粉虱傳雙生病毒在我國蔓延迅速，來勢兇猛，災情嚴重，該類病毒病的控害減災已成為當前生產中亟待解決的突出問題。粉虱傳雙生病毒極易產生重組變異，因此其複製機理研究是深入揭示該類病毒病災變規律的關鍵。前期工作利用已構建的雙生病毒Rep複製蛋白與植物內源相關因子互作研究實驗體系，發現現有粉虱傳雙生病毒DNA複製理論仍然存在暗區:在已分化細胞中，雙生病毒可以通過一種未知因子通過未知途徑調節植物細胞周期與病毒DNA複製的新機制。
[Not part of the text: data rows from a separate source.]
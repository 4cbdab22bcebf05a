//! PostgreSQL integration tests
//!
//! These tests share a single PostgreSQL container; each test truncates
//! the tables, so they are serialized with `#[serial]`. Run with:
//!
//! ```bash
//! cargo test -p storage --test postgres_integration
//! ```

use std::sync::Arc;

use common::{FarmId, ProducerId};
use domain::{
    DocumentType, FarmPatch, NewFarm, NewPlantedCrop, NewProducer, ProducerPatch,
};
use serial_test::serial;
use sqlx::PgPool;
use storage::{
    FarmRepository, PgRepositories, PlantedCropRepository, ProducerRepository, Repositories,
    Repository,
};
use testcontainers::{ContainerAsync, runners::AsyncRunner};
use testcontainers_modules::postgres::Postgres;
use tokio::sync::OnceCell;

/// Shared container info - container stays alive for all tests
struct ContainerInfo {
    #[allow(dead_code)] // Container must stay alive for tests
    container: ContainerAsync<Postgres>,
    connection_string: String,
}

/// Global shared container
static CONTAINER: OnceCell<Arc<ContainerInfo>> = OnceCell::const_new();

async fn get_container_info() -> Arc<ContainerInfo> {
    CONTAINER
        .get_or_init(|| async {
            let container = Postgres::default().start().await.unwrap();

            let host = container.get_host().await.unwrap();
            let port = container.get_host_port_ipv4(5432).await.unwrap();

            let connection_string =
                format!("postgres://postgres:postgres@{}:{}/postgres", host, port);

            // Create a temporary pool just for migrations
            let temp_pool = PgPool::connect(&connection_string).await.unwrap();
            PgRepositories::new(temp_pool.clone())
                .run_migrations()
                .await
                .unwrap();
            temp_pool.close().await;

            Arc::new(ContainerInfo {
                container,
                connection_string,
            })
        })
        .await
        .clone()
}

/// Get fresh repositories with their own pool and cleared tables
async fn get_test_repos() -> PgRepositories {
    let info = get_container_info().await;

    let pool = sqlx::postgres::PgPoolOptions::new()
        .max_connections(5)
        .connect(&info.connection_string)
        .await
        .unwrap();

    // Clear tables for test isolation
    sqlx::query("TRUNCATE TABLE planted_crops, farms, producers")
        .execute(&pool)
        .await
        .unwrap();

    PgRepositories::new(pool)
}

fn john() -> NewProducer {
    NewProducer {
        name: "Jhon Doe".to_string(),
        document: "52998224725".to_string(),
        document_type: Some(DocumentType::Pf),
    }
}

fn farm_for(producer_id: ProducerId, name: &str, state: &str, total_area: f64) -> NewFarm {
    NewFarm {
        name: name.to_string(),
        producer_id,
        city: "Ribeirão Preto".to_string(),
        state: state.to_string(),
        total_area: Some(total_area),
        agricultural_area: Some(total_area / 2.0),
        vegetation_area: Some(total_area / 4.0),
    }
}

#[tokio::test]
#[serial]
async fn create_and_find_producer() {
    let repos = get_test_repos().await;

    let producer = repos.producers().create(john()).await.unwrap();
    assert_eq!(producer.name, "Jhon Doe");
    assert_eq!(producer.document_type, DocumentType::Pf);

    let found = repos.producers().find_one(producer.id).await.unwrap();
    assert_eq!(found, Some(producer.clone()));

    assert!(repos.producers().exists(producer.id).await.unwrap());
    assert!(!repos.producers().exists(ProducerId::new()).await.unwrap());
    assert_eq!(repos.producers().count().await.unwrap(), 1);
}

#[tokio::test]
#[serial]
async fn partial_update_keeps_untouched_columns() {
    let repos = get_test_repos().await;

    let producer = repos.producers().create(john()).await.unwrap();
    let updated = repos
        .producers()
        .update(
            producer.id,
            ProducerPatch {
                name: Some("Jane Doe".to_string()),
                ..Default::default()
            },
        )
        .await
        .unwrap()
        .unwrap();

    assert_eq!(updated.name, "Jane Doe");
    assert_eq!(updated.document, producer.document);
    assert_eq!(updated.document_type, producer.document_type);
    assert!(updated.updated_at >= producer.updated_at);

    let missing = repos
        .producers()
        .update(ProducerId::new(), ProducerPatch::default())
        .await
        .unwrap();
    assert!(missing.is_none());
}

#[tokio::test]
#[serial]
async fn soft_delete_hides_and_restore_revives() {
    let repos = get_test_repos().await;

    let producer = repos.producers().create(john()).await.unwrap();

    let result = repos.producers().soft_delete(producer.id).await.unwrap();
    assert!(result.success);
    assert_eq!(result.affected, 1);

    assert!(repos.producers().find_one(producer.id).await.unwrap().is_none());
    assert_eq!(repos.producers().count().await.unwrap(), 0);

    let restored = repos.producers().restore(producer.id).await.unwrap();
    assert!(restored.success);
    assert!(repos.producers().find_one(producer.id).await.unwrap().is_some());
}

#[tokio::test]
#[serial]
async fn pagination_reports_total_pages() {
    let repos = get_test_repos().await;

    for i in 0..25 {
        repos
            .producers()
            .create(NewProducer {
                name: format!("Producer {i:02}"),
                document: "52998224725".to_string(),
                document_type: Some(DocumentType::Pf),
            })
            .await
            .unwrap();
    }

    let page = repos.producers().paginate(2, 10).await.unwrap();
    assert_eq!(page.data.len(), 10);
    assert_eq!(page.total, 25);
    assert_eq!(page.page, 2);
    assert_eq!(page.limit, 10);
    assert_eq!(page.total_pages, 3);

    // Stable creation order
    assert_eq!(page.data[0].name, "Producer 10");
}

#[tokio::test]
#[serial]
async fn farm_relations_and_delete_result() {
    let repos = get_test_repos().await;

    let producer = repos.producers().create(john()).await.unwrap();
    let farm = repos
        .farms()
        .create(farm_for(producer.id, "Fazenda São João", "São Paulo", 1000.0))
        .await
        .unwrap();

    repos
        .planted_crops()
        .create(NewPlantedCrop {
            name: "Soja".to_string(),
            farm_id: farm.id,
        })
        .await
        .unwrap();
    repos
        .planted_crops()
        .create(NewPlantedCrop {
            name: "Milho".to_string(),
            farm_id: farm.id,
        })
        .await
        .unwrap();

    let with_producer = repos.farms().find_with_producer(farm.id).await.unwrap().unwrap();
    assert_eq!(with_producer.producer.unwrap().id, producer.id);

    let with_crops = repos
        .farms()
        .find_by_producer_with_crops(producer.id)
        .await
        .unwrap();
    assert_eq!(with_crops.len(), 1);
    assert_eq!(with_crops[0].planted_crops.len(), 2);

    let tree = repos
        .producers()
        .find_with_farm_tree(producer.id)
        .await
        .unwrap()
        .unwrap();
    assert_eq!(tree.farms.len(), 1);
    assert_eq!(tree.crop_count(), 2);

    let gone = repos.farms().delete(FarmId::new()).await.unwrap();
    assert!(!gone.success);
    assert_eq!(gone.affected, 0);

    // FK cascade removes the crops with the farm.
    let deleted = repos.farms().delete(farm.id).await.unwrap();
    assert!(deleted.success);
    assert_eq!(repos.planted_crops().count().await.unwrap(), 0);
}

#[tokio::test]
#[serial]
async fn dashboard_aggregates() {
    let repos = get_test_repos().await;

    let producer = repos.producers().create(john()).await.unwrap();
    let sp1 = repos
        .farms()
        .create(farm_for(producer.id, "Fazenda A", "São Paulo", 1000.0))
        .await
        .unwrap();
    repos
        .farms()
        .create(farm_for(producer.id, "Fazenda B", "São Paulo", 500.0))
        .await
        .unwrap();
    let mg = repos
        .farms()
        .create(farm_for(producer.id, "Fazenda C", "Minas Gerais", 2000.0))
        .await
        .unwrap();

    for (name, farm_id) in [("Soja", sp1.id), ("Soja", mg.id), ("Café", mg.id)] {
        repos
            .planted_crops()
            .create(NewPlantedCrop {
                name: name.to_string(),
                farm_id,
            })
            .await
            .unwrap();
    }

    assert_eq!(repos.farms().total_hectares().await.unwrap(), 3500.0);

    let by_state = repos.farms().farms_by_state().await.unwrap();
    assert_eq!(by_state.len(), 2);
    assert_eq!(by_state[0].name, "São Paulo");
    assert_eq!(by_state[0].value, 2);
    assert_eq!(by_state[1].name, "Minas Gerais");
    assert_eq!(by_state[1].value, 1);

    let by_type = repos.planted_crops().crops_by_type().await.unwrap();
    assert_eq!(by_type[0].name, "Soja");
    assert_eq!(by_type[0].value, 2);

    let land_use = repos.farms().land_use().await.unwrap();
    assert_eq!(land_use.len(), 2);
    let agricultural = land_use
        .iter()
        .find(|l| l.name == "Área Agricultável")
        .unwrap();
    assert_eq!(agricultural.value, 1750.0);

    let averages = repos.farms().averages().await.unwrap();
    assert!((averages.avg_farm_size - 3500.0 / 3.0).abs() < 1e-6);

    let stats = repos.farms().state_statistics().await.unwrap();
    assert_eq!(stats[0].state, "Minas Gerais");
    assert_eq!(stats[0].farm_count, 1);
    assert_eq!(stats[0].total_area, 2000.0);

    let top = repos.farms().top_productive_farms(2).await.unwrap();
    assert_eq!(top.len(), 2);
    assert_eq!(top[0].name, "Fazenda C");
    assert_eq!(top[0].crop_count, 2);
    assert_eq!(top[0].producer_name.as_deref(), Some("Jhon Doe"));

    let crop_stats = repos.planted_crops().crop_statistics().await.unwrap();
    let soja = crop_stats.iter().find(|c| c.crop_name == "Soja").unwrap();
    assert_eq!(soja.plant_count, 2);
    assert_eq!(soja.farm_count, 2);
}

#[tokio::test]
#[serial]
async fn aggregates_are_zero_on_empty_database() {
    let repos = get_test_repos().await;

    assert_eq!(repos.farms().total_hectares().await.unwrap(), 0.0);
    assert!(repos.farms().farms_by_state().await.unwrap().is_empty());
    assert!(repos.planted_crops().crops_by_type().await.unwrap().is_empty());

    let averages = repos.farms().averages().await.unwrap();
    assert_eq!(averages.avg_farm_size, 0.0);
    assert_eq!(averages.avg_agricultural_area, 0.0);
    assert_eq!(averages.avg_vegetation_area, 0.0);

    let land_use = repos.farms().land_use().await.unwrap();
    assert!(land_use.iter().all(|l| l.value == 0.0));
}

#[tokio::test]
#[serial]
async fn farm_patch_updates_areas() {
    let repos = get_test_repos().await;

    let producer = repos.producers().create(john()).await.unwrap();
    let farm = repos
        .farms()
        .create(farm_for(producer.id, "Fazenda Velha", "Goiás", 100.0))
        .await
        .unwrap();

    let updated = repos
        .farms()
        .update(
            farm.id,
            FarmPatch {
                total_area: Some(400.0),
                ..Default::default()
            },
        )
        .await
        .unwrap()
        .unwrap();

    assert_eq!(updated.total_area, 400.0);
    assert_eq!(updated.name, "Fazenda Velha");
    assert_eq!(updated.agricultural_area, farm.agricultural_area);
}
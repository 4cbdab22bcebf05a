//! Planted-crop use cases.

use common::CropId;
use domain::{NewPlantedCrop, PlantedCrop, PlantedCropPatch, PlantedCropWithFarm};
use storage::{DeleteResult, Page, PlantedCropRepository, Repositories, Repository};

use crate::Result;
use crate::error::ApplicationError;

fn not_found(id: CropId) -> ApplicationError {
    ApplicationError::NotFound(format!("Planted Crop with ID {id} not found"))
}

/// Planted-crop use cases over any repository provider.
#[derive(Clone)]
pub struct PlantedCropService<R: Repositories> {
    repos: R,
}

impl<R: Repositories> PlantedCropService<R> {
    pub fn new(repos: R) -> Self {
        Self { repos }
    }

    #[tracing::instrument(skip(self, input), fields(crop_name = %input.name, farm_id = %input.farm_id))]
    pub async fn create(&self, input: NewPlantedCrop) -> Result<PlantedCrop> {
        let crop = self.repos.planted_crops().create(input).await?;

        metrics::counter!("planted_crops_created_total").increment(1);
        tracing::info!(
            event = "planted_crop_created",
            crop_id = %crop.id,
            farm_id = %crop.farm_id,
            "planted crop created"
        );

        Ok(crop)
    }

    /// Fetches a crop with its owning farm eagerly loaded.
    #[tracing::instrument(skip(self))]
    pub async fn get_by_id(&self, id: CropId) -> Result<PlantedCropWithFarm> {
        self.repos
            .planted_crops()
            .find_with_farm(id)
            .await?
            .ok_or_else(|| not_found(id))
    }

    /// Paginated crop listing.
    pub async fn list(&self, page: u32, limit: u32) -> Result<Page<PlantedCrop>> {
        Ok(self.repos.planted_crops().paginate(page, limit).await?)
    }

    /// Applies a partial patch and returns the crop with its farm.
    #[tracing::instrument(skip(self, patch))]
    pub async fn update(&self, id: CropId, patch: PlantedCropPatch) -> Result<PlantedCropWithFarm> {
        let updated = self.repos.planted_crops().update(id, patch).await?;
        if updated.is_none() {
            return Err(not_found(id));
        }

        self.repos
            .planted_crops()
            .find_with_farm(id)
            .await?
            .ok_or_else(|| not_found(id))
    }

    /// Hard-deletes a crop; `success` is false when the row was absent.
    #[tracing::instrument(skip(self))]
    pub async fn delete(&self, id: CropId) -> Result<DeleteResult> {
        let result = self.repos.planted_crops().delete(id).await?;
        if result.success {
            tracing::info!(event = "planted_crop_deleted", crop_id = %id, "planted crop deleted");
        }
        Ok(result)
    }
}
//! Farm CRUD endpoints with area validation.

use std::sync::Arc;

use axum::Json;
use axum::extract::{Path, Query, State};
use axum::http::StatusCode;
use common::{FarmId, ProducerId};
use domain::{Farm, FarmPatch, FarmWithProducer, NewFarm};
use serde::Deserialize;
use storage::{DeleteResult, Page, Repositories};

use crate::AppState;
use crate::error::ApiError;
use crate::routes::PageParams;

// -- Request types --

#[derive(Debug, Deserialize)]
pub struct CreateFarmRequest {
    pub name: String,
    pub producer_id: ProducerId,
    pub city: String,
    pub state: String,
    pub total_area: Option<f64>,
    pub agricultural_area: Option<f64>,
    pub vegetation_area: Option<f64>,
}

impl CreateFarmRequest {
    fn validate(&self) -> Result<NewFarm, ApiError> {
        let mut errors = Vec::new();

        check_length(&self.name, 3, 150, "O nome", &mut errors);
        check_length(&self.city, 1, 100, "A cidade", &mut errors);
        check_length(&self.state, 3, 50, "O estado", &mut errors);
        check_areas(
            self.total_area,
            self.agricultural_area,
            self.vegetation_area,
            &mut errors,
        );

        if errors.is_empty() {
            Ok(NewFarm {
                name: self.name.clone(),
                producer_id: self.producer_id,
                city: self.city.clone(),
                state: self.state.clone(),
                total_area: self.total_area,
                agricultural_area: self.agricultural_area,
                vegetation_area: self.vegetation_area,
            })
        } else {
            Err(ApiError::Validation(errors))
        }
    }
}

#[derive(Debug, Deserialize)]
pub struct UpdateFarmRequest {
    pub name: Option<String>,
    pub producer_id: Option<ProducerId>,
    pub city: Option<String>,
    pub state: Option<String>,
    pub total_area: Option<f64>,
    pub agricultural_area: Option<f64>,
    pub vegetation_area: Option<f64>,
}

impl UpdateFarmRequest {
    fn validate(&self) -> Result<FarmPatch, ApiError> {
        let mut errors = Vec::new();

        if let Some(name) = &self.name {
            check_length(name, 3, 150, "O nome", &mut errors);
        }
        if let Some(city) = &self.city {
            check_length(city, 1, 100, "A cidade", &mut errors);
        }
        if let Some(state) = &self.state {
            check_length(state, 3, 50, "O estado", &mut errors);
        }
        check_areas(
            self.total_area,
            self.agricultural_area,
            self.vegetation_area,
            &mut errors,
        );

        if errors.is_empty() {
            Ok(FarmPatch {
                name: self.name.clone(),
                producer_id: self.producer_id,
                city: self.city.clone(),
                state: self.state.clone(),
                total_area: self.total_area,
                agricultural_area: self.agricultural_area,
                vegetation_area: self.vegetation_area,
            })
        } else {
            Err(ApiError::Validation(errors))
        }
    }
}

fn check_length(value: &str, min: usize, max: usize, label: &str, errors: &mut Vec<String>) {
    let len = value.chars().count();
    if len < min || len > max {
        errors.push(format!("{label} deve ter entre {min} e {max} caracteres"));
    }
}

fn check_areas(
    total: Option<f64>,
    agricultural: Option<f64>,
    vegetation: Option<f64>,
    errors: &mut Vec<String>,
) {
    if total.is_some_and(|a| a < 0.0) {
        errors.push("A área total deve ser um valor positivo".to_string());
    }
    if agricultural.is_some_and(|a| a < 0.0) {
        errors.push("A área agricultável deve ser um valor positivo".to_string());
    }
    if vegetation.is_some_and(|a| a < 0.0) {
        errors.push("A área de vegetação deve ser um valor positivo".to_string());
    }

    if let Some(total) = total {
        let sum = agricultural.unwrap_or(0.0) + vegetation.unwrap_or(0.0);
        if total > 0.0 && sum > total {
            errors.push(
                "A soma da área agricultável e área de vegetação não pode ultrapassar a área total"
                    .to_string(),
            );
        }
    }
}

// -- Handlers --

/// POST /farms — create a farm; the area constraint is enforced here and
/// again in the service layer.
#[tracing::instrument(skip(state, req))]
pub async fn create<R: Repositories>(
    State(state): State<Arc<AppState<R>>>,
    Json(req): Json<CreateFarmRequest>,
) -> Result<(StatusCode, Json<Farm>), ApiError> {
    let input = req.validate()?;
    let farm = state.farms.create(input).await?;
    Ok((StatusCode::CREATED, Json(farm)))
}

/// GET /farms — paginated listing.
#[tracing::instrument(skip(state))]
pub async fn list<R: Repositories>(
    State(state): State<Arc<AppState<R>>>,
    Query(params): Query<PageParams>,
) -> Result<Json<Page<Farm>>, ApiError> {
    let page = state.farms.list(params.page(), params.limit()).await?;
    Ok(Json(page))
}

/// GET /farms/:id
#[tracing::instrument(skip(state))]
pub async fn get<R: Repositories>(
    State(state): State<Arc<AppState<R>>>,
    Path(id): Path<FarmId>,
) -> Result<Json<Farm>, ApiError> {
    let farm = state.farms.get_by_id(id).await?;
    Ok(Json(farm))
}

/// PATCH /farms/:id — partial update; returns the farm with its producer.
#[tracing::instrument(skip(state, req))]
pub async fn update<R: Repositories>(
    State(state): State<Arc<AppState<R>>>,
    Path(id): Path<FarmId>,
    Json(req): Json<UpdateFarmRequest>,
) -> Result<Json<FarmWithProducer>, ApiError> {
    let patch = req.validate()?;
    let farm = state.farms.update(id, patch).await?;
    Ok(Json(farm))
}

/// DELETE /farms/:id
#[tracing::instrument(skip(state))]
pub async fn delete<R: Repositories>(
    State(state): State<Arc<AppState<R>>>,
    Path(id): Path<FarmId>,
) -> Result<Json<DeleteResult>, ApiError> {
    let result = state.farms.delete(id).await?;
    Ok(Json(result))
}
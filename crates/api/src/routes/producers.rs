//! Producer CRUD endpoints, including the cascading delete.

use std::sync::Arc;

use application::DeleteOutcome;
use axum::Json;
use axum::extract::{Path, Query, State};
use axum::http::StatusCode;
use common::ProducerId;
use domain::{
    DocumentType, NewProducer, Producer, ProducerPatch, ProducerWithFarms, is_valid_document,
};
use serde::Deserialize;
use storage::{Page, Repositories};

use crate::AppState;
use crate::error::ApiError;
use crate::routes::PageParams;

// -- Request types --

#[derive(Debug, Deserialize)]
pub struct CreateProducerRequest {
    pub name: String,
    pub document: String,
    pub document_type: Option<String>,
}

impl CreateProducerRequest {
    fn validate(&self) -> Result<NewProducer, ApiError> {
        let mut errors = Vec::new();

        check_name(&self.name, &mut errors);
        check_document(&self.document, &mut errors);
        let document_type = parse_document_type(self.document_type.as_deref(), &mut errors);

        if errors.is_empty() {
            Ok(NewProducer {
                name: self.name.clone(),
                document: self.document.clone(),
                document_type,
            })
        } else {
            Err(ApiError::Validation(errors))
        }
    }
}

#[derive(Debug, Deserialize)]
pub struct UpdateProducerRequest {
    pub name: Option<String>,
    pub document: Option<String>,
    pub document_type: Option<String>,
}

impl UpdateProducerRequest {
    fn validate(&self) -> Result<ProducerPatch, ApiError> {
        let mut errors = Vec::new();

        if let Some(name) = &self.name {
            check_name(name, &mut errors);
        }
        if let Some(document) = &self.document {
            check_document(document, &mut errors);
        }
        let document_type = parse_document_type(self.document_type.as_deref(), &mut errors);

        if errors.is_empty() {
            Ok(ProducerPatch {
                name: self.name.clone(),
                document: self.document.clone(),
                document_type,
            })
        } else {
            Err(ApiError::Validation(errors))
        }
    }
}

fn check_name(name: &str, errors: &mut Vec<String>) {
    let len = name.chars().count();
    if len == 0 || len > 150 {
        errors.push("O nome deve ter entre 1 e 150 caracteres".to_string());
    }
}

fn check_document(document: &str, errors: &mut Vec<String>) {
    if !is_valid_document(document) {
        errors.push("Documento deve ser um CPF ou CNPJ válido".to_string());
    }
}

fn parse_document_type(raw: Option<&str>, errors: &mut Vec<String>) -> Option<DocumentType> {
    match raw {
        None => None,
        Some(value) => match value.parse::<DocumentType>() {
            Ok(kind) => Some(kind),
            Err(err) => {
                errors.push(err.to_string());
                None
            }
        },
    }
}

// -- Handlers --

/// POST /producers — create a producer.
#[tracing::instrument(skip(state, req))]
pub async fn create<R: Repositories>(
    State(state): State<Arc<AppState<R>>>,
    Json(req): Json<CreateProducerRequest>,
) -> Result<(StatusCode, Json<Producer>), ApiError> {
    let input = req.validate()?;
    let producer = state.producers.create(input).await?;
    Ok((StatusCode::CREATED, Json(producer)))
}

/// GET /producers — paginated listing.
#[tracing::instrument(skip(state))]
pub async fn list<R: Repositories>(
    State(state): State<Arc<AppState<R>>>,
    Query(params): Query<PageParams>,
) -> Result<Json<Page<Producer>>, ApiError> {
    let page = state.producers.list(params.page(), params.limit()).await?;
    Ok(Json(page))
}

/// GET /producers/:id — fetch a producer with its farms.
#[tracing::instrument(skip(state))]
pub async fn get<R: Repositories>(
    State(state): State<Arc<AppState<R>>>,
    Path(id): Path<ProducerId>,
) -> Result<Json<ProducerWithFarms>, ApiError> {
    let producer = state.producers.get_by_id(id).await?;
    Ok(Json(producer))
}

/// PATCH /producers/:id — partial update.
#[tracing::instrument(skip(state, req))]
pub async fn update<R: Repositories>(
    State(state): State<Arc<AppState<R>>>,
    Path(id): Path<ProducerId>,
    Json(req): Json<UpdateProducerRequest>,
) -> Result<Json<Producer>, ApiError> {
    let patch = req.validate()?;
    let producer = state.producers.update(id, patch).await?;
    Ok(Json(producer))
}

/// DELETE /producers/:id — cascading delete of the producer and all its
/// farms and planted crops.
#[tracing::instrument(skip(state))]
pub async fn delete<R: Repositories>(
    State(state): State<Arc<AppState<R>>>,
    Path(id): Path<ProducerId>,
) -> Result<Json<DeleteOutcome>, ApiError> {
    let outcome = state.producers.delete(id).await?;
    Ok(Json(outcome))
}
本項申請擬通過對製備樣本表達差異的精細分析，從轉錄和轉譯水平上，闡明這一未知的植物或病毒因子及其作用機制，探明可能存在的粉虱傳雙生病毒複製新機制。這無疑是對現有理論的拓展，是本項申請重要的科學創新，具有較高的學術價值。

粉虱傳雙生病毒病害在我國蔓延迅速，災情嚴重，其控害減災已成為當前生產中亟待解決的突出問題。而病毒的複製和重組是導致雙生病毒變異和病害流行的重要原因，是減災防病的核心問題。之前的研究發現粉虱傳雙生病毒在侵染成熟的寄主植株過程中，雙生病毒的複製酶蛋白Rep通過調節一種未知因子，完成了細胞周期轉變，起始了病毒DNA複製。本項目針對這一現象，構建了雙生病毒複製相關蛋白基因Rep:: pOri2的轉基因本氏煙實驗體系，通過這一實驗體系可以檢測和分析雙生病毒DNA複製起始周期和複製量。利用該實驗體系，我們進一步發現在雙生病毒侵染分裂期的植物細胞時，ACMV Rep也不能單獨起始環狀DNA分子的複製，需要未知因子的協助來完成雙生病毒DNA在植物體內的積累。進一步的實驗分析發現，植物表觀遺傳系統能夠識別並甲基化外源 DNA的複製起始IR區序列，抑制其複製和表達，這是首次發現植物表觀遺傳機制的選擇性識別作用機制。對於本氏煙RdDM途徑中5個重要基因分別下調和上調它們的表達量，對雙生病毒的複製產生了明顯的影響， 影響了病毒DNA的積累。上述3個主要發現是本項研究的階段性成果。